Needless to say, this caught ESPN very off guard with the Seine reaching its highest level since 1982. They’re still trying to stay on the same minute-by-minute preparation timeline they had before the rains and the flooding happened, but it’s been difficult. The piece of good news is that they were able to secure a second Paris set location in a building overlooking the Arc de Triomphe, including a view of the Eiffel Tower.
“I’m really, really, really hopeful that this is a temporary solution,” Rosenfeld said. “Frankly, it is such a miracle that we were able to quickly find an alternate solution that has all the infrastructure built in.”
She’s cautiously optimistic that ESPN will return to the main set and have everything ready by about June 15 or 16, but the situation is quite literally very fluid at this point. The Seine was expected to crest at roughly 21 feet on Friday night and begin to finally recede, and subsequently ESPN would try to put the set back together.

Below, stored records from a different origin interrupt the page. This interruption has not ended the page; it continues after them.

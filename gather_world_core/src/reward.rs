use std::collections::BTreeMap;

use tracing::trace;

use crate::{
    EntityId,
    config::{BoardConfig, RewardConfig, RewardTerm},
    simulation::{GridSimulation, Ship, ShipAction},
};

/// Shaped reward of every ship that acted during a tick, keyed by ship id.
pub type RewardMap = BTreeMap<EntityId, f32>;

/// Per-tick weight curve of one reward term together with its clip range.
#[derive(Debug, Clone, PartialEq)]
pub struct Schedule {
    weights: Vec<f32>,
    min_clip: f32,
    max_clip: f32,
}

impl Schedule {
    /// `beta * exp(-t / (time_beta * T))`: starts at `beta` and fades out.
    pub fn decaying(term: &RewardTerm, episode_steps: usize) -> Self {
        Self::build(term, episode_steps, |decay| term.beta * decay)
    }

    /// `beta * (1 - exp(-t / (time_beta * T)))`: starts at zero and rises
    /// towards `beta`.
    pub fn rising(term: &RewardTerm, episode_steps: usize) -> Self {
        Self::build(term, episode_steps, |decay| term.beta * (1.0 - decay))
    }

    fn build(term: &RewardTerm, episode_steps: usize, shape: impl Fn(f32) -> f32) -> Self {
        let horizon = term.time_beta * episode_steps as f32;
        let weights = (0..episode_steps.max(1))
            .map(|t| shape((-(t as f32) / horizon).exp()))
            .collect();
        Schedule {
            weights,
            min_clip: term.min_clip,
            max_clip: term.max_clip,
        }
    }

    /// Weight at tick `step`. Ticks past the end of the episode reuse the
    /// last weight.
    pub fn weight(&self, step: usize) -> f32 {
        let last = self.weights.len() - 1;
        self.weights[step.min(last)]
    }

    pub fn clip(&self, value: f32) -> f32 {
        value.clamp(self.min_clip, self.max_clip)
    }
}

/// Turns the per-tick deltas of each ship into a scalar reward.
#[derive(Debug, Clone)]
pub struct RewardShaper {
    collect_rate: f32,
    mine: Schedule,
    deposit: Schedule,
    distance: Schedule,
    discovery: Schedule,
}

impl RewardShaper {
    pub fn new(reward: &RewardConfig, board: &BoardConfig) -> Self {
        let steps = board.episode_steps;
        RewardShaper {
            collect_rate: board.collect_rate,
            mine: Schedule::decaying(&reward.mine, steps),
            deposit: Schedule::rising(&reward.deposit, steps),
            distance: Schedule::rising(&reward.distance, steps),
            discovery: Schedule::decaying(&reward.discovery, steps),
        }
    }

    /// Rewards for every ship in the simulation's last outcome, evaluated at
    /// the simulation's current step.
    pub fn compute_rewards(&self, simulation: &GridSimulation) -> RewardMap {
        let step = simulation.step_count();
        let max_cell = simulation.max_cell_halite();
        let rewards: RewardMap = simulation
            .last_outcome()
            .retained
            .iter()
            .map(|ship| {
                let local = simulation.halite_at(ship.position);
                (ship.id, self.ship_reward(ship, step, max_cell, local))
            })
            .collect();
        trace!(step, ?rewards, "computed rewards");
        rewards
    }

    /// Sum of the four reward terms for one ship. `local` is the halite left
    /// on the ship's cell.
    pub fn ship_reward(&self, ship: &Ship, step: usize, max_cell: f32, local: f32) -> f32 {
        let (mine, deposit, discovery) = if max_cell > 0.0 {
            let mineable = max_cell * self.collect_rate;
            let explored = if ship.action != ShipAction::None { 1.0 } else { 0.0 };
            (
                self.mine
                    .clip(self.mine.weight(step) * ship.delta_cargo / mineable),
                self.deposit
                    .clip(self.deposit.weight(step) * ship.delta_value / max_cell),
                self.discovery
                    .clip(explored * self.discovery.weight(step) * local / max_cell),
            )
        } else {
            (0.0, 0.0, 0.0)
        };

        let distance = if ship.cargo > 0.0 && ship.moved_closer {
            self.distance.weight(step)
        } else {
            0.0
        };

        mine + deposit + distance + discovery
    }
}

#[cfg(test)]
mod tests {
    use super::*;
    use crate::Position;

    fn term(beta: f32, time_beta: f32, max_clip: f32) -> RewardTerm {
        RewardTerm {
            beta,
            time_beta,
            min_clip: 0.0,
            max_clip,
        }
    }

    fn ship() -> Ship {
        Ship {
            id: 3,
            position: Position::new(0, 0),
            cargo: 0.0,
            delta_cargo: 0.0,
            delta_value: 0.0,
            moved_closer: false,
            action: ShipAction::None,
        }
    }

    fn shaper(reward: RewardConfig) -> RewardShaper {
        RewardShaper::new(&reward, &BoardConfig::default())
    }

    #[test]
    fn test_schedule_shapes() {
        let t = term(2.0, 0.5, 5.0);
        let decaying = Schedule::decaying(&t, 100);
        let rising = Schedule::rising(&t, 100);
        assert_eq!(decaying.weight(0), 2.0);
        assert_eq!(rising.weight(0), 0.0);
        // One time constant in: exp(-1).
        assert!((decaying.weight(50) - 2.0 * (-1.0f32).exp()).abs() < 1e-5);
        assert!((rising.weight(50) - 2.0 * (1.0 - (-1.0f32).exp())).abs() < 1e-5);
        assert!(decaying.weight(99) < decaying.weight(98));
        assert_eq!(decaying.weight(1000), decaying.weight(99));
    }

    #[test]
    fn test_mine_reward_is_normalised_and_clipped() {
        let shaper = shaper(RewardConfig::default());
        let mut s = ship();
        s.delta_cargo = 25.0;
        // 2.0 * 25 / (100 * 0.25) = 2.0
        assert!((shaper.ship_reward(&s, 0, 100.0, 0.0) - 2.0).abs() < 1e-6);

        s.delta_cargo = 1000.0;
        assert_eq!(shaper.ship_reward(&s, 0, 100.0, 0.0), 5.0);
    }

    #[test]
    fn test_deposit_reward_is_normalised_and_clipped() {
        let mut reward = RewardConfig::default();
        reward.mine.beta = 0.0;
        reward.deposit = term(3.0, 0.5, 1.0);
        let shaper = shaper(reward);
        let mut s = ship();
        s.delta_value = 106.383;

        // 3 * (1 - exp(-202 / (0.5 * 361))) * 106.383 / 500
        let expected = 3.0 * (1.0 - (-202.0f32 / 180.5).exp()) * 106.383 / 500.0;
        let got = shaper.ship_reward(&s, 202, 500.0, 0.0);
        assert!((got - expected).abs() < 1e-5, "{got} != {expected}");
        assert!((got - 0.4298).abs() < 1e-3);

        s.delta_value = 1000.0;
        assert_eq!(shaper.ship_reward(&s, 360, 500.0, 0.0), 1.0);
        assert_eq!(shaper.ship_reward(&s, 0, 500.0, 0.0), 0.0);
    }

    #[test]
    fn test_distance_reward_needs_cargo() {
        let mut reward = RewardConfig::default();
        reward.mine.beta = 0.0;
        reward.distance = term(1.0, 0.5, 1.0);
        let shaper = shaper(reward);
        let step = 100;
        let expected = shaper.distance.weight(step);
        assert!(expected > 0.0);

        let mut s = ship();
        s.action = ShipAction::MoveEast;
        s.moved_closer = true;
        assert_eq!(shaper.ship_reward(&s, step, 100.0, 0.0), 0.0);

        s.cargo = 10.0;
        assert_eq!(shaper.ship_reward(&s, step, 100.0, 0.0), expected);
    }

    #[test]
    fn test_discovery_only_for_non_idle_actions() {
        let mut reward = RewardConfig::default();
        reward.mine.beta = 0.0;
        reward.discovery = term(1.0, 0.25, 0.25);
        let shaper = shaper(reward);

        let mut s = ship();
        assert_eq!(shaper.ship_reward(&s, 0, 100.0, 50.0), 0.0);
        s.action = ShipAction::MoveNorth;
        // min(1.0 * 50 / 100, 0.25)
        assert_eq!(shaper.ship_reward(&s, 0, 100.0, 50.0), 0.25);
    }

    #[test]
    fn test_empty_board_contributes_zero() {
        let shaper = shaper(RewardConfig::default());
        let mut s = ship();
        s.delta_cargo = 10.0;
        s.delta_value = 10.0;
        assert_eq!(shaper.ship_reward(&s, 0, 0.0, 0.0), 0.0);
    }

    #[test]
    fn test_compute_rewards_covers_retained_ships() {
        let board = BoardConfig {
            size: 3,
            ..BoardConfig::default()
        };
        let mut sim = GridSimulation::from_layout(
            board.clone(),
            "S100 S0 0
             0 0 0
             0 0 0",
        )
        .unwrap();
        sim.set_actions(&[ShipAction::None, ShipAction::MoveWest], &[]);
        sim.step();

        let shaper = RewardShaper::new(&RewardConfig::default(), &board);
        let rewards = shaper.compute_rewards(&sim);
        assert_eq!(rewards.keys().copied().collect::<Vec<_>>(), vec![0, 1]);
        assert!(rewards[&0] > 0.0);
        assert_eq!(rewards[&1], 0.0);
    }
}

Rosenfeld said it would take three or four days for the water to recede from the set location back into the river.
“The good news was we hadn’t moved the equipment or the technical infrastructure in yet,” Rosenfeld said.
What it will mean for ESPN in the interim is a downsized level of production for at least the opening week of Euro 2016. There were plans to use a huge touch-screen on set— something Rosenfeld said really resonated well with viewers during the 2014 World Cup in Brazil— that can be used and utilized outdoors, “impervious to weather and sunlight” and built on the back of a golf cart, so it’s mobile and portable.
“The idea was going to be, we’re on the Seine and every day we would sort of move it along the Seine and have a different backdrop and still be able to provide the cool content out of it,” Rosenfeld said.
In the meantime, it will be back to more of a focus on the analysts around a desk or couch and just discussing and debating the action on the pitch.
“We’re not going to come out at the opener with all our bells and whistles, but we’re going to do the most important thing, which is providing smart studio analysis with a nice backdrop,” Rosenfeld said.
Alexander Marquardt of ABC News will be there to help on the news side and ESPN The Magazine’s Wright Thompson will be working from Paris as well, which could come in handy on the flood coverage given the masterful work he did commemorating the 10th anniversary of Hurricane Katrina.
But in the wise words of Outkast, “you can plan a pretty picnic, but you can’t predict the weather.” For ESPN, they were lucky to have put together a backup plan with just six days before Euro 2016 officially kicks off.